Io termino il mio schrito con darti i piu cari salutti e baci di mio quore e cosi ai nostri Cari bambini che non mi dimentichero mai di voi e cosi dali i piu sinceri saluti al papa e la nona e ottavio e Giordano in tesi che si trova ancora al solito e quando cambia sepimi dire e cosi saluti e baci a gnagno e la Ida e tutta la tua famiglia e la marieta e Vincenso e la sua famiglia e Luigi Barbassi e famiglia e mio compare Pasqualin in tesi che mi disi che sta poco bene mi dispiace e saluta tutti i parenti e amici Adio tuo marito che ti ama per sempre Augusto.

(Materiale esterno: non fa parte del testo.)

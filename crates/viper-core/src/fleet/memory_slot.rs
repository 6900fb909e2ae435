//! In-process slot storage for tests and ephemeral runs.

use std::collections::HashMap;
use std::sync::atomic::{AtomicBool, Ordering};
use std::sync::{Arc, Mutex};

use viper_types::error::StoreError;

use super::slot_store::SlotStore;

/// [`SlotStore`] backed by a shared `HashMap`.
///
/// Clones share the same slots, so a test can keep a handle while a
/// `FleetStore` owns another.
#[derive(Debug, Clone, Default)]
pub struct MemorySlotStore {
    slots: Arc<Mutex<HashMap<String, String>>>,
    fail_writes: Arc<AtomicBool>,
}

impl MemorySlotStore {
    pub fn new() -> Self {
        Self::default()
    }

    /// Store seeded with one slot value.
    pub fn with_slot(name: &str, value: &str) -> Self {
        let store = Self::default();
        if let Ok(mut slots) = store.slots.lock() {
            slots.insert(name.to_string(), value.to_string());
        }
        store
    }

    /// Make every subsequent write fail with `PersistFailure`.
    pub fn set_fail_writes(&self, fail: bool) {
        self.fail_writes.store(fail, Ordering::SeqCst);
    }

    /// Current raw value of a slot.
    pub fn raw(&self, name: &str) -> Option<String> {
        self.slots.lock().ok()?.get(name).cloned()
    }
}

impl SlotStore for MemorySlotStore {
    async fn read(&self, name: &str) -> Result<Option<String>, StoreError> {
        let slots = self
            .slots
            .lock()
            .map_err(|_| StoreError::ReadFailure("memory slot lock poisoned".to_string()))?;
        Ok(slots.get(name).cloned())
    }

    async fn write(&self, name: &str, value: &str) -> Result<(), StoreError> {
        if self.fail_writes.load(Ordering::SeqCst) {
            return Err(StoreError::PersistFailure(
                "memory slot rejected write".to_string(),
            ));
        }
        let mut slots = self
            .slots
            .lock()
            .map_err(|_| StoreError::PersistFailure("memory slot lock poisoned".to_string()))?;
        slots.insert(name.to_string(), value.to_string());
        Ok(())
    }
}

#[cfg(test)]
mod tests {
    use super::*;

    #[tokio::test]
    async fn test_write_then_read() {
        let store = MemorySlotStore::new();
        assert_eq!(store.read("viper_bots").await.unwrap(), None);

        store.write("viper_bots", "[]").await.unwrap();
        assert_eq!(store.read("viper_bots").await.unwrap().as_deref(), Some("[]"));
    }

    #[tokio::test]
    async fn test_clones_share_slots() {
        let store = MemorySlotStore::new();
        let handle = store.clone();
        store.write("a", "1").await.unwrap();
        assert_eq!(handle.raw("a").as_deref(), Some("1"));
    }

    #[tokio::test]
    async fn test_fail_writes_leaves_value_untouched() {
        let store = MemorySlotStore::with_slot("a", "old");
        store.set_fail_writes(true);
        let err = store.write("a", "new").await.unwrap_err();
        assert!(matches!(err, StoreError::PersistFailure(_)));
        assert_eq!(store.raw("a").as_deref(), Some("old"));
    }
}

Adio tutti di famiglia e coragio sempre buondi ciao
tanti ai cari Bambini di tuto quore e te adio Coragio sempre

Agostino Tonetto

Cavallino (VE) , 8 febbraio 1883 / 25 ottobre 1917

Militare, 97° reggimento fanteria, brigata Genova, soldato

Agostino Tonetto, che talvolta nelle lettere si firma Augusto, arriva in zona di guerra il 17 ottobre del 1916 e non tornerà più a casa. Della sua storia conosciamo quasi tutto, tranne il giorno esatto e il luogo in cui ha perso la vita: si sono perse le tracce a partire dal 24 ottobre 1917. Presidiava con la brigata Genova il tratto di fronte di Caporetto e nel Registro dei fogli matricolari c’è scritto che si presume sia morto il 25 ottobre 1917 “in uno dei vari combattimenti del ripiegamento suddetto”. Il ripiegamento non può che essere, per l’appunto, quello di Caporetto.

Fin quando non se ne perdono le tracce, Tonetto scrive costantemente a casa – l’ultima lettera giunta a casa è del 22 ottobre – alla moglie Cecilia alla quale, come capita in molti nuclei famigliari travolti dalla guerra, spetta il duro compito di portare avanti le mansioni tradizionalmente maschili oltre a quelle femminili. Agostino, che manifesta un attaccamento viscerale alla famiglia e alla sua terra, racconta in maniera schietta quel che succede al fronte e quali sono le sue preoccupazioni, sforzandosi il più possibile di guidare la moglie nelle faccende con consigli e raccomandazioni.

Cecilia continuerà ad attendere a lungo il ritorno del marito. La mancanza di notizie certe sul suo decesso alimenta una speranza che si rivelerà vana. Come racconta la famiglia in una nota a margine del diario: “Anche parecchi anni dopo nelle sere in cui il vento faceva scricchiolare le porte, Cecilia zittiva i figli sperando di sentire i passi del marito che tornava a casa”.

La testimonianza di Agostino giunge all’Archivio Diaristico Nazionale nel 2006.